United States District Court, E.D. California

July 15, 2016

WARREN FRANK, JR., Plaintiff,
v.
JEFF MACOMBER, et al., Defendants.

          ORDER AND FINDINGS AND RECOMMENDATIONS

          CAROLYN K. DELANEY UNITED STATES MAGISTRATE JUDGE

         Plaintiff is a California prisoner proceeding pro se with an action for violation of civil rights under 42 U.S.C. § 1983. The claims which remain are for excessive force in violation of the Eighth Amendment against defendants Shinnette and Mohr (defendants). The claims arise out of events occurring March 17, 2015 at California State Prison, Sacramento. Defendants have filed a motion to dismiss under Rule 12(b)(6) of the Federal Rules of Civil Procedure arguing plaintiff failed to exhaust administrative remedies with respect to his remaining claims prior to filing suit.
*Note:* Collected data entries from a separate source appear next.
//! WebSocket close codes

use serde::{Deserialize, Serialize};

/// Gateway WebSocket close codes
///
/// Sent when the gateway closes a connection, to tell the client why.
#[derive(Debug, Clone, Copy, PartialEq, Eq, Hash, Serialize, Deserialize)]
#[repr(u16)]
pub enum CloseCode {
    /// Unknown error occurred
    UnknownError = 4000,
    /// Invalid opcode sent
    UnknownOpcode = 4001,
    /// Invalid payload encoding (JSON decode error)
    DecodeError = 4002,
    /// No pre-authenticated identity on the upgrade request
    NotAuthenticated = 4003,
    /// User already holds the maximum number of sessions
    ConnectionLimitExceeded = 4005,
    /// Connect event rejected by the rate limiter
    RateLimited = 4008,
    /// No answer to a liveness ping in time
    SessionTimeout = 4009,
    /// Frame larger than the configured maximum payload
    PayloadTooLarge = 4010,
    /// Outbound queue overflowed or closed
    SlowConsumer = 4011,
    /// Gateway is shutting down
    ServerShutdown = 4012,
}

impl CloseCode {
    /// Create a `CloseCode` from a raw u16 value
    #[must_use]
    pub fn from_u16(value: u16) -> Option<Self> {
        match value {
            4000 => Some(Self::UnknownError),
            4001 => Some(Self::UnknownOpcode),
            4002 => Some(Self::DecodeError),
            4003 => Some(Self::NotAuthenticated),
            4005 => Some(Self::ConnectionLimitExceeded),
            4008 => Some(Self::RateLimited),
            4009 => Some(Self::SessionTimeout),
            4010 => Some(Self::PayloadTooLarge),
            4011 => Some(Self::SlowConsumer),
            4012 => Some(Self::ServerShutdown),
            _ => None,
        }
    }

    /// Get the raw u16 value
    #[must_use]
    pub const fn as_u16(self) -> u16 {
        self as u16
    }

    /// Check if the client should attempt to reconnect after this close code
    #[must_use]
    pub const fn should_reconnect(self) -> bool {
        !matches!(self, Self::NotAuthenticated | Self::ConnectionLimitExceeded)
    }

    /// Get the description for this close code
    #[must_use]
    pub const fn description(self) -> &'static str {
        match self {
            Self::UnknownError => "Unknown error occurred",
            Self::UnknownOpcode => "Invalid opcode sent",
            Self::DecodeError => "Invalid payload encoding",
            Self::NotAuthenticated => "Not authenticated",
            Self::ConnectionLimitExceeded => "Too many concurrent sessions",
            Self::RateLimited => "Rate limited",
            Self::SessionTimeout => "Session timeout",
            Self::PayloadTooLarge => "Payload too large",
            Self::SlowConsumer => "Outbound queue overflow",
            Self::ServerShutdown => "Server shutting down",
        }
    }
}

impl std::fmt::Display for CloseCode {
    fn fmt(&self, f: &mut std::fmt::Formatter<'_>) -> std::fmt::Result {
        write!(f, "{:?} ({}): {}", self, self.as_u16(), self.description())
    }
}

impl From<CloseCode> for u16 {
    fn from(code: CloseCode) -> Self {
        code.as_u16()
    }
}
         Section 1997(e)(a) of Title 42 of the United States Code provides that “[n]o action shall be brought with respect to prison conditions under section 1983 of this title, . . . until such administrative remedies as are available are exhausted.” 42 U.S.C. § 1997(e)(a). Administrative procedures generally are exhausted with respect to the California prisoner grievance process once the third level of review is complete. The third level of review constitutes the decision of the Secretary of the California Department of Corrections and Rehabilitation (CDCR). Cal. Code Regs. tit. 15, § 3084.7.

         The exhaustion requirement demands “proper” exhaustion. Woodford v. Ngo, 548 U.S. 81, 90-91 (20016). In order to “properly exhaust” administrative remedies the prisoner must generally comply with the prison’s procedural rules throughout the administrative process. Jones v. Bock, 218 U.S. 199, 218 (2006).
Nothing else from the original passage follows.